43. Au fil du temps, la structure interne du CIO s’est donc rigidifiée, perdant tout ancrage réel dans la base militante et transformant les congrès et les Comités Nationaux en simples exercices de validation des décisions de la direction plutôt qu’en véritables espaces de délibération collective. Les mécanismes démocratiques internes se sont verrouillés, supprimant toute possibilité de contestation et marginalisant systématiquement les opposants. Les désaccords politiques ne se réglaient plus par l’argumentation mais par l’isolement, la fatigue militante entraînant un turn-over important et des scissions destructrices. À chaque crise interne, la direction adoptait une posture autoritaire, cherchant à étouffer les critiques en caricaturant toute forme d’opposition. Les discussions stratégiques étaient restreintes aux cercles dirigeants, et la ligne politique imposée sans débat ouvert, instaurant un climat où toute remise en question était perçue comme une trahison au marxisme. Plutôt que d’engager une réflexion critique permettant d’ajuster ses orientations, le CIO privilégia  la répression interne, conduisant à l’isolement progressif de nombreux cadres historiques et renforçant son enfermement sectaire.

Le CIO face à ses propres oppressions

44. L’adaptation aux institutions réformistes et aux bureaucraties syndicales a également conduit à l’absorption des rapports de pouvoir patriarcaux présents dans ces structures, empêchant ainsi le développement d’une lutte cohérente et sérieuse contre le sexisme et les oppressions queers au sein du parti. À l’instar de The Militant dans les années 1980, qui s’opposait à l’autonomie des groupes opprimés au sein du Parti travailliste britannique (notamment la section noire), le CIO a historiquement minimisé la nécessité d’une organisation indépendante des femmes et des minorités LGBTQ+ au sein du mouvement ouvrier. 10

45. Plutôt que de combattre activement les dynamiques oppressives présentes dans le mouvement ouvrier et dans nos propres rangs, le CIO a souvent adopté une vision économiciste considérant que la lutte contre l’exploitation capitaliste serait suffisante pour abolir les oppressions spécifiques 11. Cette approche, avant l’évolution tardive de ROSA, s’est traduite par une minimisation systématique des revendications féministes et LGBTQI+ en les reléguant à des luttes secondaires par rapport aux "priorités de la lutte des classes". Cette minimisation des oppressions systémiques a eu des effets concrets: les camarades les plus touchées par ces oppressions ont souvent été marginalisées dans l’organisation, tandis que les structures dirigeantes restaient largement composées de cadres issus des secteurs les plus intégrés du mouvement ouvrier. 

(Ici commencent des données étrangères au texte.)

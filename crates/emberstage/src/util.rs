use std::fs;
use std::path::Path;

use crate::error::{Error, Result};

pub fn ensure_dir(p: &Path) -> Result<()> {
    fs::create_dir_all(p)
        .map_err(|e| Error::msg(format!("failed to create dir {}: {e}", p.display())))
}

pub fn copy_file(src: &Path, dst: &Path) -> Result<()> {
    if let Some(parent) = dst.parent() {
        ensure_dir(parent)?;
    }
    fs::copy(src, dst).map_err(|e| {
        Error::msg(format!(
            "failed to copy {} -> {}: {e}",
            src.display(),
            dst.display()
        ))
    })?;
    Ok(())
}

pub fn write_text(p: &Path, s: &str) -> Result<()> {
    if let Some(parent) = p.parent() {
        ensure_dir(parent)?;
    }
    fs::write(p, s).map_err(|e| Error::msg(format!("failed to write {}: {e}", p.display())))
}

pub fn write_json_pretty(p: &Path, v: &serde_json::Value) -> Result<()> {
    let s = serde_json::to_string_pretty(v)
        .map_err(|e| Error::msg(format!("json encode error: {e}")))?;
    write_text(p, &s)
}

pub fn remove_path_if_exists(path: &Path) -> Result<()> {
    match fs::symlink_metadata(path) {
        Ok(meta) => {
            if meta.file_type().is_dir() {
                fs::remove_dir_all(path).map_err(|e| {
                    Error::msg(format!("failed to remove directory {}: {e}", path.display()))
                })?;
            } else {
                fs::remove_file(path).map_err(|e| {
                    Error::msg(format!("failed to remove file {}: {e}", path.display()))
                })?;
            }
            Ok(())
        }
        Err(e) if e.kind() == std::io::ErrorKind::NotFound => Ok(()),
        Err(e) => Err(Error::msg(format!(
            "failed to inspect {} before cleanup: {e}",
            path.display()
        ))),
    }
}

// Removes everything directly under `dir` but leaves `dir` itself in place.
// Returns false (without touching anything) when `dir` is missing or not a
// directory; the caller decides whether that is worth a warning.
pub fn clear_dir_entries(dir: &Path) -> Result<bool> {
    let meta = match fs::symlink_metadata(dir) {
        Ok(m) => m,
        Err(e) if e.kind() == std::io::ErrorKind::NotFound => return Ok(false),
        Err(e) => {
            return Err(Error::msg(format!(
                "failed to inspect {}: {e}",
                dir.display()
            )));
        }
    };
    if !meta.is_dir() {
        return Ok(false);
    }

    let entries = fs::read_dir(dir)
        .map_err(|e| Error::msg(format!("failed to read dir {}: {e}", dir.display())))?;
    for entry in entries {
        let entry =
            entry.map_err(|e| Error::msg(format!("failed to read dir {}: {e}", dir.display())))?;
        remove_path_if_exists(&entry.path())?;
    }
    Ok(true)
}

46. Ce biais économiciste a aussi eu des conséquences internes graves. Il a favorisé une tolérance implicite vis-à-vis des comportements sexistes et LGBTQIphobes au sein du parti, allant de la banalisation des agressions verbales et physiques jusqu’à la protection de certains cadres accusés de comportements abusifs. Plutôt que de remettre en cause ces dynamiques et de sanctionner les comportements oppressifs, la direction du parti a souvent préféré maintenir un statu quo qui reproduisait les oppressions présentes dans le reste de la société.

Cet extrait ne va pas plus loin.